Sunday, 11 December 2016

choreographed geometries

Our thanks to the brilliant Messy Nessy for her extended and studied appreciation of the sublimely strange Triadic Ballet of the Bauhaus Theatre movement of the 1920s.
We had marvelled at the production and revivals beforehand but we were not clued into the backstory, inspiration and legacy enough to be able to enjoy it to the full extent, one always being induced to learning more, like realising the aspirations of Bauhaus itself was in a way realised in the lifestyle engine that is IKEA. The passage through the acts to something darker and more mechanised, formal and constrained in its expression, symbolised synthesizing the Dionysian impulse (which we’d assign to dance) in purely artificial and abstract Apollonian terms—which is ultimately the fate or anything staged and the burden of performance art. In fact, one of the character designs of Oskar Schlemmer that appeared in the third triad became the inspiration for Kansai Yamamoto’s 1973 Ziggy Stardust exaggerated jodhpur jumpsuit. There is currently an exhibit on set layout, choreography and costumes in Metz, and while no troupe is performing the piece right now, you can watch a video of a seminal production at the source link above.

self-dealing

Whilst the US president is only bound by tradition and the Emoluments Clause, being unable to receive gifts from foreign powers nor himself being able to grant grace and favour appointments that would otherwise amount to bestowing title of nobility, the presidential cabinet of advisors and other appointees are subject to quite specific laws to stave off conflicts of interest and ulterior motives.
Aside from the other potential baggage that the presumptive Secretary of State, Top Diplomat, the head of a petroleum concern and decorated with Russia’s Order of Friendship—a high civilian honour, the appointee will also come into the office with stocks in his own company worth a quarter of a billion dollars.  Because of regulations in place (some might argue that the incumbent Secretary of State was given a pass since he receives ketchup royalties through his wife of a nickel every time so one uses it) the appointee will have to resign from the company and he will have to divest himself of all those pesky, burdensome ties to his former career tax free.

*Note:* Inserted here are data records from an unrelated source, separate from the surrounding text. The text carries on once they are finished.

// SPDX-License-Identifier: MIT
//
// spacebar-color — the color model underneath spacebar's palette engine.
//
// Conversions between `#rrggbb`, 8-bit RGB, HSL and CMYK with documented
// rounding, plus the binary label-color heuristic used for text on
// swatches. Every function here is pure: no randomness, no hidden state,
// no logging. Malformed input fails with a typed `ColorError`; derived
// overflow is clamped.

pub mod color;
pub mod contrast;
pub mod error;

pub use color::{
    Cmyk, Color, Hsl, Rgb, clamp_percent, hex_to_cmyk, hex_to_rgb, hsl_to_rgb, normalize_hue,
    rgb_to_cmyk, rgb_to_hex, rgb_to_hsl,
};
pub use contrast::{contrast_color, contrast_for, contrast_ratio, relative_luminance};
pub use error::{ColorError, Result};
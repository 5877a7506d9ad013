// SPDX-License-Identifier: MIT
//
// Truecolor swatch rendering.
//
// Pure functions that write escape sequences and swatch lines to any
// `impl Write`. Colors are always emitted as 24-bit SGR (38;2 / 48;2);
// spacebar's palettes are exact hex values and quantizing them to the
// 256-color cube would misrepresent them.
//
// A swatch line looks like:
//
//    0    #2A9D8F     RGB 42, 157, 143   CMYK 73, 0, 9, 38     locked
//
// where the padded hex block is painted in the swatch color with the
// label in its contrast color.

use std::io::{self, Write};

use spacebar_color::Rgb;
use spacebar_palette::{Color, SwatchLabel, swatch_labels};

// ─── SGR ─────────────────────────────────────────────────────────────────────

/// Set the foreground (text) color.
pub fn fg(w: &mut impl Write, color: Color) -> io::Result<()> {
    let Rgb { r, g, b } = color.rgb();
    write!(w, "\x1b[38;2;{r};{g};{b}m")
}

/// Set the background color.
pub fn bg(w: &mut impl Write, color: Color) -> io::Result<()> {
    let Rgb { r, g, b } = color.rgb();
    write!(w, "\x1b[48;2;{r};{g};{b}m")
}

/// Reset all SGR attributes (SGR 0).
#[inline]
pub fn reset(w: &mut impl Write) -> io::Result<()> {
    w.write_all(b"\x1b[0m")
}

// ─── Swatches ────────────────────────────────────────────────────────────────

/// Write one swatch line (without the index column).
pub fn swatch(w: &mut impl Write, label: &SwatchLabel, locked: bool) -> io::Result<()> {
    bg(w, label.background)?;
    fg(w, label.text_color)?;
    write!(w, "   {}   ", label.hex)?;
    reset(w)?;

    let details = format!(
        "RGB {:<15}CMYK {:<18}{}",
        label.rgb,
        label.cmyk,
        if locked { "locked" } else { "" }
    );
    writeln!(w, "  {}", details.trim_end())
}

/// Write every swatch of a palette, one per line, with its slot index.
pub fn palette(w: &mut impl Write, colors: &[Color], locks: &[bool]) -> io::Result<()> {
    for (i, label) in swatch_labels(colors).iter().enumerate() {
        write!(w, "{i:>2} ")?;
        swatch(w, label, locks.get(i).copied().unwrap_or(false))?;
    }
    Ok(())
}

// ─── Tests ──────────────────────────────────────────────────────────────────
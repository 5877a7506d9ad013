// SPDX-License-Identifier: MIT
//
// Label color selection for text drawn on top of a swatch.
//
// `contrast_color` is a binary choice between two fixed colors, picked by
// perceptual luma against a fixed midpoint. There is never a gray in
// between: the result has to stay legible on any swatch.
//
// The WCAG helpers below measure how well that choice holds up. They use
// the sRGB linearization + weighted sum from WCAG 2.1, not the luma
// weights used for the binary decision.

use crate::color::{Color, Rgb, hex_to_rgb};
use crate::error::Result;

/// Label color used on light swatches.
pub const DARK_TEXT: Color = Color::from_rgb(Rgb::new(0x11, 0x11, 0x11));

/// Label color used on dark swatches.
pub const LIGHT_TEXT: Color = Color::from_rgb(Rgb::new(0xf5, 0xf5, 0xf5));

/// Luma above which a background counts as light (0–255 scale).
pub const LUMA_THRESHOLD: f64 = 128.0;

/// Pick a legible text color for a background given as hex.
///
/// # Errors
///
/// Returns [`ColorError::Format`](crate::ColorError::Format) for malformed hex.
pub fn contrast_color(hex: &str) -> Result<Color> {
    hex_to_rgb(hex).map(contrast_for)
}

/// Pick a legible text color for an already-parsed background.
///
/// Returns [`DARK_TEXT`] when the luma exceeds [`LUMA_THRESHOLD`], else
/// [`LIGHT_TEXT`].
#[must_use]
pub fn contrast_for(background: Rgb) -> Color {
    if background.luma() > LUMA_THRESHOLD {
        DARK_TEXT
    } else {
        LIGHT_TEXT
    }
}

/// Compute the relative luminance of a color per WCAG 2.1.
///
/// Returns a value in [0.0, 1.0] where 0 is black and 1 is white.
#[must_use]
pub fn relative_luminance(color: Color) -> f64 {
    let Rgb { r, g, b } = color.rgb();
    let lin = |v: u8| srgb_to_linear(f64::from(v) / 255.0);
    0.2126f64.mul_add(lin(r), 0.7152f64.mul_add(lin(g), 0.0722 * lin(b)))
}

/// Compute the WCAG 2.1 contrast ratio between two colors.
///
/// Returns a value in [1.0, 21.0], independent of argument order.
#[must_use]
pub fn contrast_ratio(a: Color, b: Color) -> f64 {
    let la = relative_luminance(a);
    let lb = relative_luminance(b);
    let (lighter, darker) = if la >= lb { (la, lb) } else { (lb, la) };
    (lighter + 0.05) / (darker + 0.05)
}

/// sRGB transfer function, inverse direction (gamma → linear).
#[inline]
fn srgb_to_linear(c: f64) -> f64 {
    if c <= 0.040_45 {
        c / 12.92
    } else {
        ((c + 0.055) / 1.055).powf(2.4)
    }
}

// ─── Tests ───────────────────────────────────────────────────────────────────
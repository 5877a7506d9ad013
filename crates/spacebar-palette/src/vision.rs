//! Color-vision deficiency simulation.
//!
//! Each [`DeficiencyKind`] maps to a fixed 3×3 matrix applied to the 8-bit
//! RGB vector. The matrices are the widely circulated "Color Matrix"
//! approximations for dichromacy; achromatopsia collapses every channel
//! onto the same luma-weighted gray, so its output is always neutral.
//!
//! The transform is element-wise and stateless: the same color under the
//! same kind always simulates to the same result.

use std::fmt;
use std::str::FromStr;

use serde::{Deserialize, Serialize};
use spacebar_color::{Color, Result, Rgb, rgb_to_hex};

use crate::Palette;

/// Row-major 3×3 transform applied to `[r, g, b]`.
pub type Matrix3 = [[f64; 3]; 3];

/// Red-blind.
pub const PROTANOPIA: Matrix3 = [
    [0.567, 0.433, 0.0],
    [0.558, 0.442, 0.0],
    [0.0, 0.242, 0.758],
];

/// Green-blind.
pub const DEUTERANOPIA: Matrix3 = [
    [0.625, 0.375, 0.0],
    [0.7, 0.3, 0.0],
    [0.0, 0.3, 0.7],
];

/// Blue-blind.
pub const TRITANOPIA: Matrix3 = [
    [0.95, 0.05, 0.0],
    [0.0, 0.433, 0.567],
    [0.0, 0.475, 0.525],
];

/// No color perception. Identical rows guarantee `r == g == b`.
pub const ACHROMATOPSIA: Matrix3 = [
    [0.299, 0.587, 0.114],
    [0.299, 0.587, 0.114],
    [0.299, 0.587, 0.114],
];

/// The simulated color-vision deficiencies.
#[derive(Debug, Clone, Copy, PartialEq, Eq, Hash, Serialize, Deserialize)]
#[serde(rename_all = "lowercase")]
pub enum DeficiencyKind {
    Protanopia,
    Deuteranopia,
    Tritanopia,
    Achromatopsia,
}

impl DeficiencyKind {
    /// Every kind, in menu order.
    pub const ALL: [Self; 4] = [
        Self::Protanopia,
        Self::Deuteranopia,
        Self::Tritanopia,
        Self::Achromatopsia,
    ];

    /// The transform for this kind.
    #[must_use]
    pub const fn matrix(self) -> &'static Matrix3 {
        match self {
            Self::Protanopia => &PROTANOPIA,
            Self::Deuteranopia => &DEUTERANOPIA,
            Self::Tritanopia => &TRITANOPIA,
            Self::Achromatopsia => &ACHROMATOPSIA,
        }
    }

    /// Lowercase identifier, as used in share links and on the command line.
    #[must_use]
    pub const fn name(self) -> &'static str {
        match self {
            Self::Protanopia => "protanopia",
            Self::Deuteranopia => "deuteranopia",
            Self::Tritanopia => "tritanopia",
            Self::Achromatopsia => "achromatopsia",
        }
    }

    /// Human-readable label for menus.
    #[must_use]
    pub const fn label(self) -> &'static str {
        match self {
            Self::Protanopia => "Protanopia",
            Self::Deuteranopia => "Deuteranopia",
            Self::Tritanopia => "Tritanopia",
            Self::Achromatopsia => "Achromatopsia",
        }
    }

    /// Parse a kind from its name (case-insensitive).
    #[must_use]
    pub fn from_name(name: &str) -> Option<Self> {
        let lower = name.to_lowercase();
        Self::ALL.iter().find(|k| k.name() == lower).copied()
    }
}

impl fmt::Display for DeficiencyKind {
    fn fmt(&self, f: &mut fmt::Formatter<'_>) -> fmt::Result {
        f.write_str(self.name())
    }
}

impl FromStr for DeficiencyKind {
    type Err = String;

    fn from_str(s: &str) -> std::result::Result<Self, Self::Err> {
        Self::from_name(s).ok_or_else(|| {
            let known: Vec<&str> = Self::ALL.iter().map(|k| k.name()).collect();
            format!("unknown deficiency {s:?} (expected one of: {})", known.join(", "))
        })
    }
}

/// Apply a matrix to an RGB triple, rounding and clamping each channel.
#[must_use]
pub fn apply_matrix(rgb: Rgb, m: &Matrix3) -> Color {
    let v = [f64::from(rgb.r), f64::from(rgb.g), f64::from(rgb.b)];
    let row = |r: &[f64; 3]| r[0].mul_add(v[0], r[1].mul_add(v[1], r[2] * v[2]));
    rgb_to_hex(row(&m[0]), row(&m[1]), row(&m[2]))
}

/// Simulate how `color` appears under `kind`.
#[must_use]
pub fn simulate(color: Color, kind: DeficiencyKind) -> Color {
    apply_matrix(color.rgb(), kind.matrix())
}

/// [`simulate`] for a color still in hex form.
///
/// # Errors
///
/// Returns [`ColorError::Format`](spacebar_color::ColorError::Format) for
/// malformed hex.
pub fn simulate_hex(hex: &str, kind: DeficiencyKind) -> Result<Color> {
    Color::hex(hex).map(|c| simulate(c, kind))
}

/// Simulate every color of a palette, preserving order.
#[must_use]
pub fn simulate_palette(colors: &[Color], kind: DeficiencyKind) -> Palette {
    colors.iter().map(|&c| simulate(c, kind)).collect()
}

// ---------------------------------------------------------------------------
// Tests
// ---------------------------------------------------------------------------

#[cfg(test)]
mod tests {
    use super::*;
    use pretty_assertions::assert_eq;
    use spacebar_color::ColorError;

    fn c(hex: &str) -> Color {
        Color::hex(hex).unwrap()
    }

    #[test]
    fn achromatopsia_is_always_gray() {
        for r in (0..=255u8).step_by(15) {
            for g in (0..=255u8).step_by(15) {
                for b in (0..=255u8).step_by(15) {
                    let out = simulate(Color::from_rgb(Rgb::new(r, g, b)), DeficiencyKind::Achromatopsia);
                    assert!(out.rgb().is_gray(), "({r}, {g}, {b}) -> {out}");
                }
            }
        }
    }

    #[test]
    fn achromatopsia_uses_luma() {
        // 0.299 * 255 = 76.245 → 76.
        assert_eq!(simulate(c("#ff0000"), DeficiencyKind::Achromatopsia), c("#4c4c4c"));
    }

    #[test]
    fn black_and_white_are_fixed_points() {
        // Every matrix row sums to 1.
        for kind in DeficiencyKind::ALL {
            assert_eq!(simulate(Color::BLACK, kind), Color::BLACK, "{kind}");
            assert_eq!(simulate(Color::WHITE, kind), Color::WHITE, "{kind}");
        }
    }

    #[test]
    fn protanopia_red() {
        // [0.567·255, 0.558·255, 0] = [144.585, 142.29, 0].
        assert_eq!(simulate(c("#ff0000"), DeficiencyKind::Protanopia), c("#918e00"));
    }

    #[test]
    fn deuteranopia_green() {
        // [0.375·255, 0.3·255, 0.3·255] = [95.625, 76.5, 76.5].
        let out = simulate(c("#00ff00"), DeficiencyKind::Deuteranopia).rgb();
        assert_eq!(out.r, 96);
        assert!(out.g.abs_diff(77) <= 1 && out.g == out.b);
    }

    #[test]
    fn tritanopia_blue() {
        // [0, 0.567·255, 0.525·255] = [0, 144.585, 133.875].
        assert_eq!(simulate(c("#0000ff"), DeficiencyKind::Tritanopia), c("#009186"));
    }

    #[test]
    fn simulation_is_deterministic() {
        let color = c("#3fa7d6");
        for kind in DeficiencyKind::ALL {
            assert_eq!(simulate(color, kind), simulate(color, kind));
        }
    }

    #[test]
    fn simulate_palette_maps_elementwise() {
        let colors = vec![c("#ff0000"), c("#00ff00"), c("#0000ff")];
        let out = simulate_palette(&colors, DeficiencyKind::Protanopia);
        let expected: Vec<Color> = colors.iter().map(|&x| simulate(x, DeficiencyKind::Protanopia)).collect();
        assert_eq!(out, expected);
        assert!(simulate_palette(&[], DeficiencyKind::Tritanopia).is_empty());
    }

    #[test]
    fn simulate_hex_rejects_malformed() {
        assert_eq!(
            simulate_hex("#12", DeficiencyKind::Protanopia),
            Err(ColorError::format("#12"))
        );
        assert!(simulate_hex("#ABCDEF", DeficiencyKind::Protanopia).is_ok());
    }

    #[test]
    fn names_round_trip() {
        for kind in DeficiencyKind::ALL {
            assert_eq!(kind.name().parse::<DeficiencyKind>().unwrap(), kind);
            assert_eq!(kind.to_string(), kind.name());
        }
        assert_eq!(DeficiencyKind::from_name("TRITANOPIA"), Some(DeficiencyKind::Tritanopia));
        assert!("colorblind".parse::<DeficiencyKind>().is_err());
    }

    #[test]
    fn serde_uses_lowercase_names() {
        let json = serde_json::to_string(&DeficiencyKind::Deuteranopia).unwrap();
        assert_eq!(json, "\"deuteranopia\"");
    }
}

We here at PfRC are not here to question anyone’s civic-mindedness and view public service as a noble calling which could well benefit from an infusion of experience from the private sector (no matter how corporate welfare might have supported his rise in the industry) but it seems to me that having several hundred million or billions even exempt from taxation would be motivation enough to take a turn in serving the public and one would not even bother invoking anything else.

retail therapy

Though I’ve always had an appreciation for the story behind the naming convention of IKEA furnishings—giving sobriquets rather than model numbers because that’s how the founder’s brain associated things, I am finding this new advertising campaign to be pretty funny and a nice complimentary look at the struggles we have sometimes with the accessories that we feel obligated to buy and assemble—despite the fact that we’re in sort of an admitted post-consumer, peak-curtains state. In addition to the cabinet or couch’s proper name, each item in their special-edition catalogue is given a description gleaned from the most common familial or relationship advice sought in Sweden. This tongue and cheek treatment comes to us via Bored Panda, which features some of the furniture giant’s other recent creative projects, including instruction manuals that turn the potentially frustrating and argument-inducing experience of putting together a HEMNES daybed into an act of foreplay.